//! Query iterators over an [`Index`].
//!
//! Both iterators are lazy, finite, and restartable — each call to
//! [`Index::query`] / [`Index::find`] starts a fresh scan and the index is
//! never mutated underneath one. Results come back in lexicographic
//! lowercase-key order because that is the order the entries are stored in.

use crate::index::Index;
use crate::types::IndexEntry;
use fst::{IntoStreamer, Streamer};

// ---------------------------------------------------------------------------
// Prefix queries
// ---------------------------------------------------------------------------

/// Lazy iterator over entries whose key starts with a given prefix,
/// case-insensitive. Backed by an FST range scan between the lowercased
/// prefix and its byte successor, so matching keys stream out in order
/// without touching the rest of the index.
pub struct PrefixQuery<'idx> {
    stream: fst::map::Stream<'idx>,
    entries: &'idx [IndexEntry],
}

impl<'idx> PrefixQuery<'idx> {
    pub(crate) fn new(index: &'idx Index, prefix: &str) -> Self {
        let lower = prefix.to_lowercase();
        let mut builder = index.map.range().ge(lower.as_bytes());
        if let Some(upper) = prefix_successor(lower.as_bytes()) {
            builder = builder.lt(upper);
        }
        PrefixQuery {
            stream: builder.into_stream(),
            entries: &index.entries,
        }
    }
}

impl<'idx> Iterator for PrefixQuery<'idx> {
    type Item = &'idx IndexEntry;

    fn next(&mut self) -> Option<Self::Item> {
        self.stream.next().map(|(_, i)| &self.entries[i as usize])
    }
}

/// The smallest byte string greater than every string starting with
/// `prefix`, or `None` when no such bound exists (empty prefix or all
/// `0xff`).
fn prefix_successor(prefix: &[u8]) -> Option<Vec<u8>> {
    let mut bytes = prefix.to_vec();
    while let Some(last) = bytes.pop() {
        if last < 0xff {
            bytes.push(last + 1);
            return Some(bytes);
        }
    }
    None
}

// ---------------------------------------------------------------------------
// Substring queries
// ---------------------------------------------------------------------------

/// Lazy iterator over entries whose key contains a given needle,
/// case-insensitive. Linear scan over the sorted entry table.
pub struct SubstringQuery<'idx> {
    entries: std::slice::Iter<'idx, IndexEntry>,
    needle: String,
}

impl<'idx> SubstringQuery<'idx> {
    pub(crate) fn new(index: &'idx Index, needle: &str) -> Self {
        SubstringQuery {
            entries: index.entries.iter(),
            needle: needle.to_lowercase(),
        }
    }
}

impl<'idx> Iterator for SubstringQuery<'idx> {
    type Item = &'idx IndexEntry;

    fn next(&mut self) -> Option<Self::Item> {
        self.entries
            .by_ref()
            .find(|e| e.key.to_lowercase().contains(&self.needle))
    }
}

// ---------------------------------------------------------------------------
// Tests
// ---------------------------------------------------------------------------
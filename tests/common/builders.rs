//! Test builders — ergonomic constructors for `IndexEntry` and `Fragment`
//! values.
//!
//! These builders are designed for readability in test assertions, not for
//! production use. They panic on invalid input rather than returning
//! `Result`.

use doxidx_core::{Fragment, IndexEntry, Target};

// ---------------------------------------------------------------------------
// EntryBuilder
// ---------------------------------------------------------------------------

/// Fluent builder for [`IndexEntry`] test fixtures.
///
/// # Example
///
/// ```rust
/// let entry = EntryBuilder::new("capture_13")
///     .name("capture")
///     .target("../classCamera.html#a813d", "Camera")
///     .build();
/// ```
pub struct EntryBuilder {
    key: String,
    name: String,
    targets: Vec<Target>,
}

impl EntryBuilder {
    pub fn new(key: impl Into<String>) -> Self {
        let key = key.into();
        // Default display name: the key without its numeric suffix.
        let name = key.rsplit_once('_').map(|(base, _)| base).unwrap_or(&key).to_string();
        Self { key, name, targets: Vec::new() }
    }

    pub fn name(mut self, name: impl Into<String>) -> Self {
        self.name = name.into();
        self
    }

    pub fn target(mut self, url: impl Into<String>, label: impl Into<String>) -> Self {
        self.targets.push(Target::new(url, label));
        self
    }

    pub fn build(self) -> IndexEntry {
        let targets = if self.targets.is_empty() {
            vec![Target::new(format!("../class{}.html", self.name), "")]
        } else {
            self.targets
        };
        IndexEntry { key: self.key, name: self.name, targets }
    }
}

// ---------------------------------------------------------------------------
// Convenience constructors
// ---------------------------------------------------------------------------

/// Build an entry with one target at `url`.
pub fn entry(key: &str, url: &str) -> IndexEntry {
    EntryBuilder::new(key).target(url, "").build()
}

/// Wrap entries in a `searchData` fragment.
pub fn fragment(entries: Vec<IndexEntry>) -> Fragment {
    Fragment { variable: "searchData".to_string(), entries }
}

___

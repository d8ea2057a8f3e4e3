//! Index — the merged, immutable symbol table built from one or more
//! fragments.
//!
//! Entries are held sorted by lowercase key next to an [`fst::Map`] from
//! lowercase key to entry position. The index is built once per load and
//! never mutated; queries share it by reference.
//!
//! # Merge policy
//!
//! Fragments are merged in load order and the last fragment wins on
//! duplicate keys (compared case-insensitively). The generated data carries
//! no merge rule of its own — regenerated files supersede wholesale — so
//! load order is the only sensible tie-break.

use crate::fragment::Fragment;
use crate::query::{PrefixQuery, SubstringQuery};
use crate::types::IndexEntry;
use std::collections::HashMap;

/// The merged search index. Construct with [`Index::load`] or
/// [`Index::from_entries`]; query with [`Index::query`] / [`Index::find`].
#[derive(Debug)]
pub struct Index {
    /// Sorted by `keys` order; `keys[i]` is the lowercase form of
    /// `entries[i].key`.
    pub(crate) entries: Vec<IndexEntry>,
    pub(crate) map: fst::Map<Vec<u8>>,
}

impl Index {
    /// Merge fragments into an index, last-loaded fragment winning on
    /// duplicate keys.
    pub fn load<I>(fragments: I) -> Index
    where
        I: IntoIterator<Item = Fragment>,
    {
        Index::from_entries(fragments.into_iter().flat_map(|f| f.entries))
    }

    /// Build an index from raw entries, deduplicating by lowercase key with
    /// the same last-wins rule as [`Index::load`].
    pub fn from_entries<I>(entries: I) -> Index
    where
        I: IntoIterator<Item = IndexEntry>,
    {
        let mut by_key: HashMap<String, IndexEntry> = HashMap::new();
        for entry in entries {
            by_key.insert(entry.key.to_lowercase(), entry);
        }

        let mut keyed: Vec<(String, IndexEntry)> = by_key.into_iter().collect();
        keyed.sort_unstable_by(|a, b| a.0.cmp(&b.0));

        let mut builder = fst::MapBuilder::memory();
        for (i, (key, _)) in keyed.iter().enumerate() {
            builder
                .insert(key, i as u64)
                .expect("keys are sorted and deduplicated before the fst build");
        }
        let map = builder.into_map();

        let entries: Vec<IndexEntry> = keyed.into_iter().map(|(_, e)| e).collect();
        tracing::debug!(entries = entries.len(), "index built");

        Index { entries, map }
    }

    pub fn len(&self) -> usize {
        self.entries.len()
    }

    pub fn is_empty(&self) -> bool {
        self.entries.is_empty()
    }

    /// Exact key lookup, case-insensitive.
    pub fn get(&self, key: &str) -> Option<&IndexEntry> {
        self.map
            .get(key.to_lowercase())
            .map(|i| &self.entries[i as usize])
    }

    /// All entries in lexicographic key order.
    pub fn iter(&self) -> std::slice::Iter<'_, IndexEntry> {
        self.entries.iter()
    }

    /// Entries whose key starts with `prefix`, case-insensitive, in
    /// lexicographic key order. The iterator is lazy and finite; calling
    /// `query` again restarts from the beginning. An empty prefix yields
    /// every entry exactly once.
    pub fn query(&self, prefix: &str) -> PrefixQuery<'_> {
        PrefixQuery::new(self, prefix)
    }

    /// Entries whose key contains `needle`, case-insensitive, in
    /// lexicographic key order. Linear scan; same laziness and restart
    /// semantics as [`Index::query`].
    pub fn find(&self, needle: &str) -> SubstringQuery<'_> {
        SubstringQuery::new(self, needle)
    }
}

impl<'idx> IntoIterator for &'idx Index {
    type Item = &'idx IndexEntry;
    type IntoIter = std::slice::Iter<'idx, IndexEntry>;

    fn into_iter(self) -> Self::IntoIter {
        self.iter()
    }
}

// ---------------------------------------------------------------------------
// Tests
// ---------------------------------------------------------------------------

___

(WHAT TO PRODUCE): Find where the line with "Query iterators over" sits in the material above, then copy exactly from it through the line with "of the index.". Add no other line.

(TASK OUTPUT):
//! Query iterators over an [`Index`].
//!
//! Both iterators are lazy, finite, and restartable — each call to
//! [`Index::query`] / [`Index::find`] starts a fresh scan and the index is
//! never mutated underneath one. Results come back in lexicographic
//! lowercase-key order because that is the order the entries are stored in.

use crate::index::Index;
use crate::types::IndexEntry;
use fst::{IntoStreamer, Streamer};

// ---------------------------------------------------------------------------
// Prefix queries
// ---------------------------------------------------------------------------

/// Lazy iterator over entries whose key starts with a given prefix,
/// case-insensitive. Backed by an FST range scan between the lowercased
/// prefix and its byte successor, so matching keys stream out in order
/// without touching the rest of the index.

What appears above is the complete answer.